Por muitos anos, até sua morte, em 1986, Borges viveu no sexto andar de um discreto prédio de apartamentos no centro de Buenos Aires, perto da praça San Martín. A porta sempre era aberta por Fani, a empregada, que nos levava para o pequeno hall de entrada, onde, na semi-escuridão, o aguardavam, pacientes, as várias bengalas de Borges. Depois passava-se por uma porta cortinada e entrava-se na sala de estar, onde Borges recebia seus visitantes com um aperto de mão tímido. À direita, uma mesa coberta por uma toalha de renda e quatro cadeiras de encosto reto constituíam a sala de jantar; à esquerda, sob a janela, havia um sofá gasto e duas ou três poltronas.

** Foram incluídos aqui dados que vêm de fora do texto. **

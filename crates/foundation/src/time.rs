/// Time primitives
#[derive(Copy, Clone, Debug, PartialEq, PartialOrd)]
pub struct Time(pub f64); // seconds

impl Time {
    pub const ZERO: Time = Time(0.0);

    pub fn from_ms(ms: f64) -> Self {
        Time(ms / 1000.0)
    }

    pub fn as_ms(self) -> f64 {
        self.0 * 1000.0
    }

    pub fn after_ms(self, ms: f64) -> Self {
        Time(self.0 + ms / 1000.0)
    }
}

#[derive(Copy, Clone, Debug, PartialEq)]
pub struct TimeSpan {
    pub start: Time,
    pub end: Time,
}

impl TimeSpan {
    /// Span starting at `start` and lasting `duration_ms`.
    pub fn starting_at(start: Time, duration_ms: f64) -> Self {
        Self {
            start,
            end: start.after_ms(duration_ms.max(0.0)),
        }
    }
}

#[cfg(test)]
mod tests {
    use super::{Time, TimeSpan};

    #[test]
    fn millisecond_conversions_agree() {
        let t = Time::from_ms(1500.0);
        assert_eq!(t, Time(1.5));
        assert_eq!(t.as_ms(), 1500.0);
        assert_eq!(t.after_ms(500.0), Time(2.0));
    }

    #[test]
    fn span_ends_after_duration() {
        let span = TimeSpan::starting_at(Time(1.0), 4000.0);
        assert_eq!(span.start, Time(1.0));
        assert_eq!(span.end, Time(5.0));
    }

    #[test]
    fn negative_duration_clamps_to_start() {
        let span = TimeSpan::starting_at(Time(2.0), -10.0);
        assert_eq!(span.end, span.start);
    }
}
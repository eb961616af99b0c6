pub mod orientation;

pub use orientation::*;
use std::cell::RefCell;

use crate::host::{
    FrameCallback, FrameHandle, Host, HostError, IntervalCallback, TimeoutCallback, TimerHandle,
};
use crate::scheduler::{Task, TaskKind, TaskQueue};

/// Default vsync cadence (60 Hz).
pub const DEFAULT_FRAME_INTERVAL_MS: f64 = 1000.0 / 60.0;

#[derive(Debug)]
struct ManualState {
    now_ms: f64,
    frame_interval_ms: f64,
    next_id: u64,
    queue: TaskQueue,
    /// Interval currently executing, if any.
    running: Option<u64>,
    cancel_running: bool,
    fired: u64,
}

/// Deterministic [`Host`] with a fake clock.
///
/// Nothing runs until the test advances time. Frames fire on vsync boundaries
/// (multiples of the frame interval); timers fire at their exact due time.
/// Callbacks run with no internal borrow held, so they may schedule or cancel
/// freely.
#[derive(Debug)]
pub struct ManualHost {
    state: RefCell<ManualState>,
}

impl Default for ManualHost {
    fn default() -> Self {
        Self::new()
    }
}

impl ManualHost {
    pub fn new() -> Self {
        Self::with_frame_interval(DEFAULT_FRAME_INTERVAL_MS)
    }

    pub fn with_frame_interval(frame_interval_ms: f64) -> Self {
        Self {
            state: RefCell::new(ManualState {
                now_ms: 0.0,
                frame_interval_ms: frame_interval_ms.max(1e-3),
                next_id: 1,
                queue: TaskQueue::new(),
                running: None,
                cancel_running: false,
                fired: 0,
            }),
        }
    }

    pub fn frame_interval_ms(&self) -> f64 {
        self.state.borrow().frame_interval_ms
    }

    pub fn pending_frames(&self) -> usize {
        self.state.borrow().queue.frame_count()
    }

    pub fn pending_timers(&self) -> usize {
        let s = self.state.borrow();
        s.queue.len() - s.queue.frame_count()
    }

    /// Total callbacks executed so far.
    pub fn fired(&self) -> u64 {
        self.state.borrow().fired
    }

    pub fn next_due(&self) -> Option<f64> {
        self.state.borrow().queue.next_due()
    }

    /// Advance the clock by `ms`, running everything that comes due.
    pub fn advance_by(&self, ms: f64) -> usize {
        let target = self.state.borrow().now_ms + ms.max(0.0);
        self.advance_to(target)
    }

    /// Advance to the next vsync boundary, running due timers and frames.
    pub fn step_frame(&self) -> usize {
        let target = {
            let s = self.state.borrow();
            next_vsync(s.now_ms, s.frame_interval_ms)
        };
        self.advance_to(target)
    }

    /// Run `count` consecutive frames.
    pub fn step_frames(&self, count: usize) -> usize {
        (0..count).map(|_| self.step_frame()).sum()
    }

    pub fn advance_to(&self, target_ms: f64) -> usize {
        let mut ran = 0usize;
        loop {
            let task = {
                let mut s = self.state.borrow_mut();
                let Some(task) = s.queue.pop_due(target_ms) else {
                    break;
                };
                s.now_ms = s.now_ms.max(task.due_ms);
                s.fired += 1;
                if matches!(task.kind, TaskKind::Interval { .. }) {
                    s.running = Some(task.id);
                    s.cancel_running = false;
                }
                task
            };

            ran += 1;
            let now = self.now_ms();
            match task.kind {
                TaskKind::Frame(callback) => callback(now),
                TaskKind::Timeout(callback) => callback(),
                TaskKind::Interval {
                    period_ms,
                    mut callback,
                } => {
                    callback();
                    let mut s = self.state.borrow_mut();
                    let cancelled = s.cancel_running;
                    s.running = None;
                    s.cancel_running = false;
                    if !cancelled {
                        s.queue.push(Task {
                            id: task.id,
                            due_ms: task.due_ms + period_ms,
                            kind: TaskKind::Interval {
                                period_ms,
                                callback,
                            },
                        });
                    }
                }
            }
        }

        let mut s = self.state.borrow_mut();
        s.now_ms = s.now_ms.max(target_ms);
        ran
    }

    fn schedule(&self, due_ms: f64, kind: TaskKind) -> u64 {
        let mut s = self.state.borrow_mut();
        let id = s.next_id;
        s.next_id += 1;
        s.queue.push(Task { id, due_ms, kind });
        id
    }

    fn cancel(&self, id: u64) {
        let mut s = self.state.borrow_mut();
        if !s.queue.remove(id) && s.running == Some(id) {
            s.cancel_running = true;
        }
    }
}

fn next_vsync(now_ms: f64, interval_ms: f64) -> f64 {
    let mut due = ((now_ms / interval_ms) + 1e-9).floor() * interval_ms + interval_ms;
    if due <= now_ms + 1e-9 {
        due += interval_ms;
    }
    due
}

impl Host for ManualHost {
    fn now_ms(&self) -> f64 {
        self.state.borrow().now_ms
    }

    fn request_frame(&self, callback: FrameCallback) -> Result<FrameHandle, HostError> {
        let due = {
            let s = self.state.borrow();
            next_vsync(s.now_ms, s.frame_interval_ms)
        };
        Ok(FrameHandle::from_raw(
            self.schedule(due, TaskKind::Frame(callback)),
        ))
    }

    fn cancel_frame(&self, handle: FrameHandle) {
        self.cancel(handle.raw());
    }

    fn set_interval(
        &self,
        period_ms: u32,
        callback: IntervalCallback,
    ) -> Result<TimerHandle, HostError> {
        // Browsers clamp zero-period intervals; so does this host.
        let period_ms = f64::from(period_ms.max(1));
        let due = self.now_ms() + period_ms;
        Ok(TimerHandle::from_raw(self.schedule(
            due,
            TaskKind::Interval {
                period_ms,
                callback,
            },
        )))
    }

    fn set_timeout(
        &self,
        delay_ms: u32,
        callback: TimeoutCallback,
    ) -> Result<TimerHandle, HostError> {
        let due = self.now_ms() + f64::from(delay_ms);
        Ok(TimerHandle::from_raw(
            self.schedule(due, TaskKind::Timeout(callback)),
        ))
    }

    fn clear_timer(&self, handle: TimerHandle) {
        self.cancel(handle.raw());
    }

    fn pending(&self) -> usize {
        self.state.borrow().queue.len()
    }
}

#[cfg(test)]
mod tests {
    use super::ManualHost;
    use crate::host::Host;
    use std::cell::{Cell, RefCell};
    use std::rc::Rc;

    #[test]
    fn timeout_fires_once_at_due_time() {
        let host = ManualHost::new();
        let hits = Rc::new(Cell::new(0));
        let h = hits.clone();
        host.set_timeout(100, Box::new(move || h.set(h.get() + 1)))
            .unwrap();

        host.advance_by(99.0);
        assert_eq!(hits.get(), 0);
        host.advance_by(1.0);
        assert_eq!(hits.get(), 1);
        host.advance_by(1000.0);
        assert_eq!(hits.get(), 1);
        assert_eq!(host.pending(), 0);
    }

    #[test]
    fn interval_rearms_until_cleared() {
        let host = ManualHost::new();
        let hits = Rc::new(Cell::new(0));
        let h = hits.clone();
        let handle = host
            .set_interval(250, Box::new(move || h.set(h.get() + 1)))
            .unwrap();

        host.advance_by(1000.0);
        assert_eq!(hits.get(), 4);
        host.clear_timer(handle);
        host.advance_by(1000.0);
        assert_eq!(hits.get(), 4);
        assert_eq!(host.pending(), 0);
    }

    #[test]
    fn interval_can_clear_itself() {
        let host = Rc::new(ManualHost::new());
        let handle_slot = Rc::new(Cell::new(None));
        let hits = Rc::new(Cell::new(0));

        let (h, slot, weak) = (hits.clone(), handle_slot.clone(), Rc::downgrade(&host));
        let handle = host
            .set_interval(
                10,
                Box::new(move || {
                    h.set(h.get() + 1);
                    if let (Some(host), Some(handle)) = (weak.upgrade(), slot.get()) {
                        host.clear_timer(handle);
                    }
                }),
            )
            .unwrap();
        handle_slot.set(Some(handle));

        host.advance_by(100.0);
        assert_eq!(hits.get(), 1);
        assert_eq!(host.pending(), 0);
    }

    #[test]
    fn frames_fire_on_vsync_and_can_reschedule() {
        let host = Rc::new(ManualHost::with_frame_interval(10.0));
        let stamps = Rc::new(RefCell::new(Vec::new()));

        fn tick(host: std::rc::Weak<ManualHost>, stamps: Rc<RefCell<Vec<f64>>>) {
            let Some(h) = host.upgrade() else { return };
            h.request_frame(Box::new(move |ts| {
                stamps.borrow_mut().push(ts);
                tick(host, stamps);
            }))
            .unwrap();
        }
        tick(Rc::downgrade(&host), stamps.clone());

        host.step_frames(3);
        assert_eq!(*stamps.borrow(), vec![10.0, 20.0, 30.0]);
        assert_eq!(host.pending_frames(), 1);
    }

    #[test]
    fn cancel_frame_prevents_callback() {
        let host = ManualHost::new();
        let hit = Rc::new(Cell::new(false));
        let h = hit.clone();
        let handle = host.request_frame(Box::new(move |_| h.set(true))).unwrap();
        host.cancel_frame(handle);
        host.cancel_frame(handle);
        host.step_frames(2);
        assert!(!hit.get());
        assert_eq!(host.pending(), 0);
    }

    #[test]
    fn timers_and_frames_interleave_by_due_time() {
        let host = ManualHost::with_frame_interval(10.0);
        let log = Rc::new(RefCell::new(Vec::new()));

        let l = log.clone();
        host.set_timeout(15, Box::new(move || l.borrow_mut().push("timeout")))
            .unwrap();
        let l = log.clone();
        host.request_frame(Box::new(move |_| l.borrow_mut().push("frame")))
            .unwrap();

        host.advance_by(20.0);
        assert_eq!(*log.borrow(), vec!["frame", "timeout"]);
        assert_eq!(host.now_ms(), 20.0);
    }
}
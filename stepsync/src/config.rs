//! Server configuration, loadable from TOML.
//!
//! ```toml
//! [server]
//! bind_addr = "127.0.0.1:3000"
//! broadcast_capacity = 256
//! max_steps_per_update = 1000
//! busy_policy = "queue"        # or "reject"
//! queue_capacity = 64
//!
//! [engine]
//! max_stored_steps = 1000
//! lease_timeout_ms = 5000
//!
//! [storage]
//! path = "data/stepsync"       # omit for in-memory
//! sync_writes = false
//! ```
//!
//! Every field has a default; missing sections use them.

use serde::Deserialize;
use std::path::{Path, PathBuf};
use std::time::Duration;

use crate::storage::{RocksConfig, DEFAULT_MAX_STORED_STEPS};

/// Root configuration.
#[derive(Debug, Clone, PartialEq, Default, Deserialize)]
#[serde(deny_unknown_fields)]
pub struct SyncConfig {
    #[serde(default)]
    pub server: ServerSettings,
    #[serde(default)]
    pub engine: EngineSettings,
    #[serde(default)]
    pub storage: StorageSettings,
}

/// What a submission does when the engine is busy.
#[derive(Debug, Clone, Copy, PartialEq, Eq, Deserialize)]
#[serde(rename_all = "lowercase")]
pub enum BusyPolicy {
    /// Report `Busy` to the submitter as a retryable error
    Reject,
    /// Wait in a bounded FIFO; `Busy` only when the queue is full
    Queue,
}

#[derive(Debug, Clone, PartialEq, Deserialize)]
#[serde(deny_unknown_fields)]
pub struct ServerSettings {
    /// Listen address (default: 127.0.0.1:3000).
    #[serde(default = "default_bind_addr")]
    pub bind_addr: String,
    /// Frames buffered per session before it lags (default: 256).
    #[serde(default = "default_broadcast_capacity")]
    pub broadcast_capacity: usize,
    /// Largest accepted `steps` array (default: 1000).
    #[serde(default = "default_max_steps_per_update")]
    pub max_steps_per_update: usize,
    #[serde(default = "default_busy_policy")]
    pub busy_policy: BusyPolicy,
    /// Pending submissions under `BusyPolicy::Queue` (default: 64).
    #[serde(default = "default_queue_capacity")]
    pub queue_capacity: usize,
}

#[derive(Debug, Clone, PartialEq, Deserialize)]
#[serde(deny_unknown_fields)]
pub struct EngineSettings {
    /// Step log retention N (default: 1000).
    #[serde(default = "default_max_stored_steps")]
    pub max_stored_steps: usize,
    /// Guard lease expiry (default: 5000).
    #[serde(default = "default_lease_timeout_ms")]
    pub lease_timeout_ms: u64,
}

#[derive(Debug, Clone, PartialEq, Default, Deserialize)]
#[serde(deny_unknown_fields)]
pub struct StorageSettings {
    /// RocksDB directory; `None` keeps everything in memory.
    #[serde(default)]
    pub path: Option<PathBuf>,
    /// fsync every commit (default: false).
    #[serde(default)]
    pub sync_writes: bool,
}

fn default_bind_addr() -> String {
    "127.0.0.1:3000".to_string()
}

fn default_broadcast_capacity() -> usize {
    256
}

fn default_max_steps_per_update() -> usize {
    1000
}

fn default_busy_policy() -> BusyPolicy {
    BusyPolicy::Reject
}

fn default_queue_capacity() -> usize {
    64
}

fn default_max_stored_steps() -> usize {
    DEFAULT_MAX_STORED_STEPS
}

fn default_lease_timeout_ms() -> u64 {
    5000
}

impl Default for ServerSettings {
    fn default() -> Self {
        Self {
            bind_addr: default_bind_addr(),
            broadcast_capacity: default_broadcast_capacity(),
            max_steps_per_update: default_max_steps_per_update(),
            busy_policy: default_busy_policy(),
            queue_capacity: default_queue_capacity(),
        }
    }
}

impl Default for EngineSettings {
    fn default() -> Self {
        Self {
            max_stored_steps: default_max_stored_steps(),
            lease_timeout_ms: default_lease_timeout_ms(),
        }
    }
}

impl EngineSettings {
    pub fn lease_timeout(&self) -> Duration {
        Duration::from_millis(self.lease_timeout_ms)
    }
}

impl StorageSettings {
    /// RocksDB settings, if a path is configured.
    pub fn rocks_config(&self) -> Option<RocksConfig> {
        self.path.as_ref().map(|path| RocksConfig {
            sync_writes: self.sync_writes,
            ..RocksConfig::new(path)
        })
    }
}

impl SyncConfig {
    /// In-memory config on an ephemeral port.
    pub fn for_testing() -> Self {
        Self {
            server: ServerSettings {
                bind_addr: "127.0.0.1:0".to_string(),
                broadcast_capacity: 64,
                max_steps_per_update: 100,
                ..ServerSettings::default()
            },
            engine: EngineSettings {
                max_stored_steps: 100,
                lease_timeout_ms: 2000,
            },
            storage: StorageSettings::default(),
        }
    }

    pub fn from_toml_str(text: &str) -> Result<Self, ConfigError> {
        let config: Self = toml::from_str(text).map_err(|e| ConfigError::Parse {
            path: None,
            message: e.to_string(),
        })?;
        config.validate()?;
        Ok(config)
    }

    /// Load and validate a TOML file.
    pub fn load(path: &Path) -> Result<Self, ConfigError> {
        let text = std::fs::read_to_string(path).map_err(|e| ConfigError::Read {
            path: path.to_path_buf(),
            source: e,
        })?;
        let config: Self = toml::from_str(&text).map_err(|e| ConfigError::Parse {
            path: Some(path.to_path_buf()),
            message: e.to_string(),
        })?;
        config.validate()?;
        Ok(config)
    }

    pub fn validate(&self) -> Result<(), ConfigError> {
        if self.engine.max_stored_steps == 0 {
            return Err(ConfigError::Invalid(
                "engine.max_stored_steps must be at least 1".into(),
            ));
        }
        if self.engine.lease_timeout_ms == 0 {
            return Err(ConfigError::Invalid(
                "engine.lease_timeout_ms must be at least 1".into(),
            ));
        }
        if self.server.max_steps_per_update == 0 {
            return Err(ConfigError::Invalid(
                "server.max_steps_per_update must be at least 1".into(),
            ));
        }
        // A committed batch must fit in the log so it can be broadcast whole
        if self.server.max_steps_per_update > self.engine.max_stored_steps {
            return Err(ConfigError::Invalid(format!(
                "server.max_steps_per_update ({}) exceeds engine.max_stored_steps ({})",
                self.server.max_steps_per_update, self.engine.max_stored_steps
            )));
        }
        if self.server.busy_policy == BusyPolicy::Queue && self.server.queue_capacity == 0 {
            return Err(ConfigError::Invalid(
                "server.queue_capacity must be at least 1 with busy_policy = \"queue\"".into(),
            ));
        }
        Ok(())
    }
}

/// Configuration errors.
#[derive(Debug, thiserror::Error)]
pub enum ConfigError {
    #[error("failed to read config file {path}: {source}")]
    Read {
        path: PathBuf,
        source: std::io::Error,
    },
    #[error("failed to parse config: {message}")]
    Parse {
        path: Option<PathBuf>,
        message: String,
    },
    #[error("invalid config: {0}")]
    Invalid(String),
}

#[cfg(test)]
mod tests {
    use super::*;

    #[test]
    fn test_defaults() {
        let config = SyncConfig::default();
        assert_eq!(config.server.bind_addr, "127.0.0.1:3000");
        assert_eq!(config.server.broadcast_capacity, 256);
        assert_eq!(config.server.busy_policy, BusyPolicy::Reject);
        assert_eq!(config.engine.max_stored_steps, 1000);
        assert_eq!(config.engine.lease_timeout(), Duration::from_secs(5));
        assert!(config.storage.path.is_none());
        assert!(config.storage.rocks_config().is_none());
        assert!(config.validate().is_ok());
    }

    #[test]
    fn test_empty_toml_is_default() {
        assert_eq!(SyncConfig::from_toml_str("").unwrap(), SyncConfig::default());
    }

    #[test]
    fn test_partial_toml() {
        let config = SyncConfig::from_toml_str(
            r#"
            [server]
            bind_addr = "0.0.0.0:8080"
            busy_policy = "queue"
            max_steps_per_update = 50

            [storage]
            path = "/var/lib/stepsync"
            sync_writes = true
            "#,
        )
        .unwrap();

        assert_eq!(config.server.bind_addr, "0.0.0.0:8080");
        assert_eq!(config.server.busy_policy, BusyPolicy::Queue);
        assert_eq!(config.server.queue_capacity, 64);
        assert_eq!(config.engine, EngineSettings::default());

        let rocks = config.storage.rocks_config().unwrap();
        assert_eq!(rocks.path, PathBuf::from("/var/lib/stepsync"));
        assert!(rocks.sync_writes);
    }

    #[test]
    fn test_invalid_values_rejected() {
        let err = SyncConfig::from_toml_str("[engine]\nmax_stored_steps = 0").unwrap_err();
        assert!(matches!(err, ConfigError::Invalid(_)));

        let err = SyncConfig::from_toml_str(
            "[server]\nmax_steps_per_update = 20\n[engine]\nmax_stored_steps = 10",
        )
        .unwrap_err();
        assert!(err.to_string().contains("exceeds"));

        // A zero lease would expire as soon as it is granted
        let err = SyncConfig::from_toml_str("[engine]\nlease_timeout_ms = 0").unwrap_err();
        assert!(err.to_string().contains("lease_timeout_ms"));

        let err = SyncConfig::from_toml_str("[server]\nbusy_policy = \"drop\"").unwrap_err();
        assert!(matches!(err, ConfigError::Parse { .. }));

        let err = SyncConfig::from_toml_str("[server]\nport = 1").unwrap_err();
        assert!(matches!(err, ConfigError::Parse { .. }));
    }

    #[test]
    fn test_load_from_file() {
        let dir = tempfile::tempdir().unwrap();
        let path = dir.path().join("stepsync.toml");
        std::fs::write(&path, "[engine]\nlease_timeout_ms = 250\n").unwrap();

        let config = SyncConfig::load(&path).unwrap();
        assert_eq!(config.engine.lease_timeout(), Duration::from_millis(250));

        let err = SyncConfig::load(&dir.path().join("missing.toml")).unwrap_err();
        assert!(matches!(err, ConfigError::Read { .. }));
    }

    #[test]
    fn test_for_testing_is_valid() {
        let config = SyncConfig::for_testing();
        assert!(config.validate().is_ok());
        assert!(config.server.bind_addr.ends_with(":0"));
    }
}
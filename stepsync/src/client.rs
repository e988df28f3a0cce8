//! WebSocket client for the sync server.
//!
//! Provides:
//! - Connection lifecycle (connect, close)
//! - `update` submission tagged with this client's id
//! - Decoded server frames as a stream of [`SyncEvent`]s
//!
//! Rebasing pending local steps after a conflict is left to the caller;
//! the client only reports what the server sent.

use futures_util::{SinkExt, StreamExt};
use serde_json::Value;
use std::sync::Arc;
use tokio::sync::{mpsc, RwLock};
use tokio_tungstenite::tungstenite::Message;
use uuid::Uuid;

use crate::document::StepRecord;
use crate::protocol::{ClientMessage, ErrorKind, ProtocolError, ServerMessage, UpdateRequest};

/// Client connection state.
#[derive(Debug, Clone, Copy, PartialEq, Eq)]
pub enum ConnectionState {
    Connected,
    Disconnected,
}

/// Events emitted by the client.
#[derive(Debug, Clone, PartialEq)]
pub enum SyncEvent {
    /// Full document snapshot
    Init { version: u64, content: Value },
    /// Steps ending at `version`
    Update { version: u64, steps: Vec<StepRecord> },
    /// Number of connected sessions
    PresenceCount(usize),
    /// Submission rejected
    Error {
        kind: ErrorKind,
        message: String,
        retryable: bool,
    },
    /// Connection lost
    Disconnected,
}

impl From<ServerMessage> for SyncEvent {
    fn from(msg: ServerMessage) -> Self {
        match msg {
            ServerMessage::Init { version, content } => SyncEvent::Init { version, content },
            ServerMessage::Update { version, steps } => SyncEvent::Update { version, steps },
            ServerMessage::PresenceCount { count } => SyncEvent::PresenceCount(count),
            ServerMessage::Error {
                kind,
                message,
                retryable,
            } => SyncEvent::Error {
                kind,
                message,
                retryable,
            },
        }
    }
}

/// The sync client.
pub struct SyncClient {
    client_id: String,
    state: Arc<RwLock<ConnectionState>>,
    /// Frames for the writer task
    outgoing_tx: mpsc::Sender<String>,
    events: mpsc::Receiver<SyncEvent>,
}

impl SyncClient {
    /// Connect with a fresh random client id.
    pub async fn connect(url: &str) -> Result<Self, ProtocolError> {
        Self::connect_as(url, Uuid::new_v4().to_string()).await
    }

    /// Connect with an explicit client id.
    ///
    /// Spawns background tasks for reading and writing frames.
    pub async fn connect_as(url: &str, client_id: impl Into<String>) -> Result<Self, ProtocolError> {
        let (ws_stream, _) = tokio_tungstenite::connect_async(url).await?;
        let (mut ws_writer, mut ws_reader) = ws_stream.split();

        let state = Arc::new(RwLock::new(ConnectionState::Connected));
        let (outgoing_tx, mut outgoing_rx) = mpsc::channel::<String>(256);
        let (event_tx, events) = mpsc::channel(1024);

        // Writer task: forward outgoing frames to the socket
        tokio::spawn(async move {
            while let Some(text) = outgoing_rx.recv().await {
                if ws_writer.send(Message::text(text)).await.is_err() {
                    break;
                }
            }
            let _ = ws_writer.close().await;
        });

        // Reader task: decode server frames into events
        let reader_state = state.clone();
        tokio::spawn(async move {
            while let Some(msg) = ws_reader.next().await {
                match msg {
                    Ok(Message::Text(text)) => match ServerMessage::decode(text.as_str()) {
                        Ok(msg) => {
                            if event_tx.send(msg.into()).await.is_err() {
                                break;
                            }
                        }
                        Err(e) => log::warn!("Undecodable frame from server: {e}"),
                    },
                    Ok(Message::Close(_)) | Err(_) => break,
                    _ => {}
                }
            }

            *reader_state.write().await = ConnectionState::Disconnected;
            let _ = event_tx.send(SyncEvent::Disconnected).await;
        });

        Ok(Self {
            client_id: client_id.into(),
            state,
            outgoing_tx,
            events,
        })
    }

    pub fn client_id(&self) -> &str {
        &self.client_id
    }

    pub async fn state(&self) -> ConnectionState {
        *self.state.read().await
    }

    /// Submit `steps` authored against `version`.
    pub async fn send_update(&self, version: u64, steps: Vec<Value>) -> Result<(), ProtocolError> {
        let msg = ClientMessage::Update(UpdateRequest::new(version, self.client_id.clone(), steps));
        self.send_raw(msg.encode()?).await
    }

    /// Send a raw text frame.
    pub async fn send_raw(&self, text: impl Into<String>) -> Result<(), ProtocolError> {
        self.outgoing_tx
            .send(text.into())
            .await
            .map_err(|_| ProtocolError::ConnectionClosed)
    }

    /// Next event, or `None` once the connection is gone and drained.
    pub async fn next_event(&mut self) -> Option<SyncEvent> {
        self.events.recv().await
    }

    /// Close the connection. Pending events can still be read.
    pub fn close(self) -> mpsc::Receiver<SyncEvent> {
        self.events
    }
}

Borges se sentava no sofá e você escolhia uma das poltronas, de frente para ele. Enquanto falava, os olhos cegos do escritor fixavam um ponto no espaço, e o convidado ficava livre para passear com os olhos por toda a sala, tomando nota dos objetos familiares que constituíam o cotidiano de Borges: uma mesinha na qual guardava uma caneca de prata que pertencera a seu avô, uma escrivaninha em miniatura que datava da primeira comunhão de sua mãe, duas estantes brancas contendo enciclopédias e duas outras estantes de livros, baixas, feitas de madeira escura.
Na parede havia um quadro pintado por sua irmã, Norah Borges, retratando a Anunciação, e uma gravura de Piranesi mostrando misteriosas ruínas circulares. Um corredor curto, que saía à esquerda, levava aos quartos: o de sua mãe, repleto de fotografias antigas, e o seu, simples como a cela de um monge, com uma cama de ferro, duas estantes de livros e uma única cadeira. Na parede de seu quarto havia um prato de madeira com os brasões dos diversos cantões da Suíça e a gravura "O Cavaleiro, a Morte e o Diabo", de Dürer, que Borges celebrou em dois sonetos de grande beleza.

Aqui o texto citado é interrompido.